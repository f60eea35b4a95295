//! Health check endpoint handler.

use crate::{config::ServerConfig, models::HealthResponse};
use actix_web::{Error, HttpRequest, Result, web};
use paperclip::actix::api_v2_operation;

/// Health check endpoint
///
/// Returns the current health status and the protocol role of this process.
/// Used by load balancers and container health probes.
#[api_v2_operation(
    summary = "Health Check Endpoint",
    description = "Returns the current health status of the service and its role (issuer or commerce).",
    tags("Health"),
    responses(
        (status = 200, description = "Successful response", body = HealthResponse)
    )
)]
pub async fn health(req: HttpRequest) -> Result<web::Json<HealthResponse>, Error> {
    let role = req
        .app_data::<web::Data<ServerConfig>>()
        .map(|config| config.role.to_string())
        .unwrap_or_else(|| "unknown".to_string());

    Ok(web::Json(HealthResponse {
        status: "healthy".to_string(),
        role,
    }))
}
//! Circuit breaker guarding the outbound webhook.
//!
//! After `failure_threshold` consecutive transport failures the circuit opens
//! and deliveries fail fast. Once `open_seconds` have passed a probe is let
//! through; `success_threshold` successful probes close the circuit again,
//! while any failed probe reopens it.

use crate::config::CircuitBreakerConfig;
use std::time::{Duration, Instant};

#[derive(Debug, Clone, Copy, PartialEq, Eq)]
pub enum CircuitState {
    Closed,
    Open,
    HalfOpen,
}

impl CircuitState {
    /// Gauge encoding: 0 = closed, 1 = open, 2 = half-open
    pub fn gauge_value(self) -> f64 {
        match self {
            CircuitState::Closed => 0.0,
            CircuitState::Open => 1.0,
            CircuitState::HalfOpen => 2.0,
        }
    }
}

#[derive(Debug)]
pub struct CircuitBreaker {
    state: CircuitState,
    failure_count: usize,
    success_count: usize,
    opened_at: Option<Instant>,
    config: CircuitBreakerConfig,
}

impl CircuitBreaker {
    pub fn new(config: CircuitBreakerConfig) -> Self {
        Self {
            state: CircuitState::Closed,
            failure_count: 0,
            success_count: 0,
            opened_at: None,
            config,
        }
    }

    /// Whether a request may be sent now; moves an expired open circuit to half-open
    pub fn allow_request(&mut self) -> bool {
        self.allow_request_at(Instant::now())
    }

    fn allow_request_at(&mut self, now: Instant) -> bool {
        match self.state {
            CircuitState::Closed | CircuitState::HalfOpen => true,
            CircuitState::Open => {
                let cooled_down = self.opened_at.is_none_or(|opened| {
                    now.saturating_duration_since(opened) >= Duration::from_secs(self.config.open_seconds)
                });
                if cooled_down {
                    self.state = CircuitState::HalfOpen;
                    self.success_count = 0;
                }
                cooled_down
            }
        }
    }

    pub fn record_success(&mut self) {
        self.failure_count = 0;

        if self.state == CircuitState::HalfOpen {
            self.success_count += 1;
            if self.success_count >= self.config.success_threshold {
                self.state = CircuitState::Closed;
                self.opened_at = None;
            }
        }
    }

    pub fn record_failure(&mut self) {
        self.record_failure_at(Instant::now());
    }

    fn record_failure_at(&mut self, now: Instant) {
        self.failure_count += 1;

        let trips = match self.state {
            CircuitState::HalfOpen => true,
            CircuitState::Closed => self.failure_count >= self.config.failure_threshold,
            CircuitState::Open => false,
        };
        if trips {
            self.state = CircuitState::Open;
            self.opened_at = Some(now);
            self.success_count = 0;
        }
    }

    pub fn state(&self) -> CircuitState {
        self.state
    }
}
use once_cell::sync::Lazy;
use regex::Regex;

use crate::error::ParseError;

/// Prefix run, optional `(path)`, the `$` marker, then a delimiter or the end
/// of the text. The delimiter is checked but not consumed.
static SELECTOR_HEAD: Lazy<Regex> = Lazy::new(|| {
    Regex::new(
        r"^([!+\-]*)(?:\([ \t]*([A-Za-z_][A-Za-z0-9_.]*)[ \t]*\))?(\$)(?:[)\[\],+\-*/%><|\&!=\^ \t\\]|$)",
    )
    .expect("selector pattern is valid")
});

/// Modifier run in front of a selector.
#[derive(Debug, Clone, Copy, PartialEq, Eq)]
pub enum Prefix {
    None,
    Not(usize),
    Negate(usize),
    Plus(usize),
}

impl Prefix {
    fn scan(run: &str) -> Option<Prefix> {
        let Some(first) = run.chars().next() else {
            return Some(Prefix::None);
        };
        if run.chars().any(|c| c != first) {
            return None;
        }
        let count = run.len();
        Some(match first {
            '!' => Prefix::Not(count),
            '-' => Prefix::Negate(count),
            _ => Prefix::Plus(count),
        })
    }
}

/// A selector as written, before its sub-expressions are parsed.
#[derive(Debug, Clone, PartialEq, Eq)]
pub struct RawSelector<'s> {
    pub field: &'s str,
    pub prefix: Prefix,
    /// Text inside each trailing `[...]`, in order
    pub brackets: Vec<&'s str>,
}

/// Matches a selector at the start of `text`.
///
/// Returns the selector and the number of bytes it spans, or `None` when the
/// text does not start with a well-formed selector. Nothing is consumed on
/// failure, so callers can try other productions at the same offset.
pub fn find_selector(text: &str) -> Option<(RawSelector<'_>, usize)> {
    let caps = SELECTOR_HEAD.captures(text)?;
    let prefix = Prefix::scan(caps.get(1).map_or("", |m| m.as_str()))?;
    let field = caps.get(2).map_or("", |m| m.as_str());
    let mut consumed = caps.get(3)?.end();

    let mut brackets = Vec::new();
    while text[consumed..].starts_with('[') {
        let close = matching_close(&text[consumed..], '[', ']')?;
        let inner = &text[consumed + 1..consumed + close];
        let trimmed = inner.trim();
        if trimmed.is_empty() || trimmed.starts_with('[') {
            return None;
        }
        brackets.push(inner);
        consumed += close + 1;
    }

    Some((
        RawSelector {
            field,
            prefix,
            brackets,
        },
        consumed,
    ))
}

/// Byte offset of the `close` matching the `open` that starts `text`.
/// Quoted text is skipped.
pub fn matching_close(text: &str, open: char, close: char) -> Option<usize> {
    let mut depth = 0usize;
    let mut quote: Option<char> = None;
    let mut escaped = false;

    for (i, ch) in text.char_indices() {
        if let Some(q) = quote {
            if escaped {
                escaped = false;
            } else if ch == '\\' {
                escaped = true;
            } else if ch == q {
                quote = None;
            }
            continue;
        }
        match ch {
            '\'' | '"' => quote = Some(ch),
            c if c == open => depth += 1,
            c if c == close => {
                depth = depth.checked_sub(1)?;
                if depth == 0 {
                    return Some(i);
                }
            }
            _ => {}
        }
    }
    None
}

/// Splits on `separator` outside quotes, parentheses and brackets.
pub fn split_top_level(text: &str, separator: char) -> Vec<&str> {
    let mut parts = Vec::new();
    let mut depth = 0i32;
    let mut quote: Option<char> = None;
    let mut escaped = false;
    let mut start = 0;

    for (i, ch) in text.char_indices() {
        if let Some(q) = quote {
            if escaped {
                escaped = false;
            } else if ch == '\\' {
                escaped = true;
            } else if ch == q {
                quote = None;
            }
            continue;
        }
        match ch {
            '\'' | '"' => quote = Some(ch),
            '(' | '[' => depth += 1,
            ')' | ']' => depth -= 1,
            c if c == separator && depth == 0 => {
                parts.push(&text[start..i]);
                start = i + c.len_utf8();
            }
            _ => {}
        }
    }
    parts.push(&text[start..]);
    parts
}

/// Byte cursor over one expression's text.
pub struct Lexer<'s> {
    input: &'s str,
    position: usize,
}

impl<'s> Lexer<'s> {
    pub fn new(input: &'s str) -> Self {
        Lexer { input, position: 0 }
    }

    pub fn input(&self) -> &'s str {
        self.input
    }

    pub fn position(&self) -> usize {
        self.position
    }

    pub fn rest(&self) -> &'s str {
        &self.input[self.position..]
    }

    pub fn is_eof(&self) -> bool {
        self.position >= self.input.len()
    }

    pub fn current_char(&self) -> Option<char> {
        self.rest().chars().next()
    }

    pub fn peek_char(&self, offset: usize) -> Option<char> {
        self.rest().chars().nth(offset)
    }

    pub fn advance(&mut self) {
        if let Some(ch) = self.current_char() {
            self.position += ch.len_utf8();
        }
    }

    pub fn skip_whitespace(&mut self) {
        while let Some(ch) = self.current_char() {
            if ch.is_whitespace() {
                self.advance();
            } else {
                break;
            }
        }
    }

    /// Consumes `token` if the remaining text starts with it.
    pub fn eat(&mut self, token: &str) -> bool {
        if self.rest().starts_with(token) {
            self.position += token.len();
            true
        } else {
            false
        }
    }

    /// Error for whatever sits at the cursor.
    pub fn unexpected(&self) -> ParseError {
        match self.current_char() {
            Some(found) => ParseError::UnexpectedChar {
                expr: self.input.to_string(),
                offset: self.position,
                found,
            },
            None => ParseError::UnexpectedEnd(self.input.to_string()),
        }
    }

    pub fn read_identifier(&mut self) -> &'s str {
        let start = self.position;
        while let Some(ch) = self.current_char() {
            if ch.is_ascii_alphanumeric() || ch == '_' {
                self.advance();
            } else {
                break;
            }
        }
        &self.input[start..self.position]
    }

    /// Reads a quoted string. Unknown escapes keep their backslash so that
    /// regular expression classes such as `\d` survive.
    pub fn read_string(&mut self, quote: char) -> Result<String, ParseError> {
        let mut result = String::new();
        self.advance(); // opening quote

        while let Some(ch) = self.current_char() {
            match ch {
                c if c == quote => {
                    self.advance();
                    return Ok(result);
                }
                '\\' => {
                    self.advance();
                    match self.current_char() {
                        Some('n') => result.push('\n'),
                        Some('t') => result.push('\t'),
                        Some('r') => result.push('\r'),
                        Some(c @ ('"' | '\'' | '\\')) => result.push(c),
                        Some(c) => {
                            result.push('\\');
                            result.push(c);
                        }
                        None => break,
                    }
                    self.advance();
                }
                _ => {
                    result.push(ch);
                    self.advance();
                }
            }
        }

        Err(ParseError::UnterminatedString(self.input.to_string()))
    }

    pub fn read_number(&mut self) -> Result<f64, ParseError> {
        let start = self.position;
        let mut seen_dot = false;

        while let Some(ch) = self.current_char() {
            if ch.is_ascii_digit() {
                self.advance();
            } else if ch == '.' && !seen_dot && self.peek_char(1).is_some_and(|c| c.is_ascii_digit()) {
                seen_dot = true;
                self.advance();
            } else {
                break;
            }
        }

        let text = &self.input[start..self.position];
        text.parse()
            .map_err(|_| ParseError::InvalidNumber(text.to_string()))
    }

    /// Reads a balanced `open ... close` block and returns its inner text.
    pub fn read_paired(&mut self, open: char, close: char) -> Result<&'s str, ParseError> {
        let rest = self.rest();
        let end = matching_close(rest, open, close).ok_or_else(|| ParseError::Unbalanced {
            open,
            expr: self.input.to_string(),
        })?;
        self.position += end + close.len_utf8();
        Ok(&rest[open.len_utf8()..end])
    }

    /// Consumes a selector at the cursor. A text that looks like a selector
    /// but is malformed is an error rather than a miss.
    pub fn read_selector(&mut self) -> Result<Option<RawSelector<'s>>, ParseError> {
        let rest = self.rest();
        if let Some((selector, consumed)) = find_selector(rest) {
            self.position += consumed;
            return Ok(Some(selector));
        }
        match SELECTOR_HEAD.captures(rest) {
            Some(caps) if Prefix::scan(&caps[1]).is_none() => {
                Err(ParseError::MixedPrefix(self.input.to_string()))
            }
            Some(_) => Err(ParseError::InvalidSubSelector(self.input.to_string())),
            None => Ok(None),
        }
    }
}

#[test]
fn test_find_selector_plain() {
    let (sel, consumed) = find_selector("$>0").unwrap();
    assert_eq!(sel.field, "");
    assert_eq!(sel.prefix, Prefix::None);
    assert!(sel.brackets.is_empty());
    assert_eq!(consumed, 1);
}

#[test]
fn test_find_selector_path_and_brackets() {
    let (sel, consumed) = find_selector("!!( a.b_1 )$[0]['k'] == 1").unwrap();
    assert_eq!(sel.field, "a.b_1");
    assert_eq!(sel.prefix, Prefix::Not(2));
    assert_eq!(sel.brackets, vec!["0", "'k'"]);
    assert_eq!(consumed, "!!( a.b_1 )$[0]['k']".len());
}

#[test]
fn test_find_selector_rejects() {
    assert!(find_selector("$[]").is_none());
    assert!(find_selector("$[[x]]").is_none());
    assert!(find_selector("!-$").is_none());
    assert!(find_selector("$a").is_none());
    assert!(find_selector("len($)").is_none());
}

#[test]
fn test_matching_close_skips_quotes() {
    assert_eq!(matching_close("[']'][1]", '[', ']'), Some(4));
    assert_eq!(matching_close("(a(b))", '(', ')'), Some(5));
    assert_eq!(matching_close("(a", '(', ')'), None);
}

#[test]
fn test_split_top_level() {
    assert_eq!(
        split_top_level("$>0;msg:sprintf('a;b', $)", ';'),
        vec!["$>0", "msg:sprintf('a;b', $)"]
    );
    assert_eq!(
        split_top_level("$, 1, (a)$[0,1]", ','),
        vec!["$", " 1", " (a)$[0,1]"]
    );
}

#[test]
fn test_read_string_escapes() {
    let mut lexer = Lexer::new(r"'it\'s \d\n'");
    assert_eq!(lexer.read_string('\'').unwrap(), "it's \\d\n");
    assert!(lexer.is_eof());

    let mut open = Lexer::new("'abc");
    assert!(matches!(open.read_string('\''), Err(ParseError::UnterminatedString(_))));
}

------------

Task statement:
Determine the number of lines above holding the string "field". Reply with it and nothing more.

Response for this exercise:
5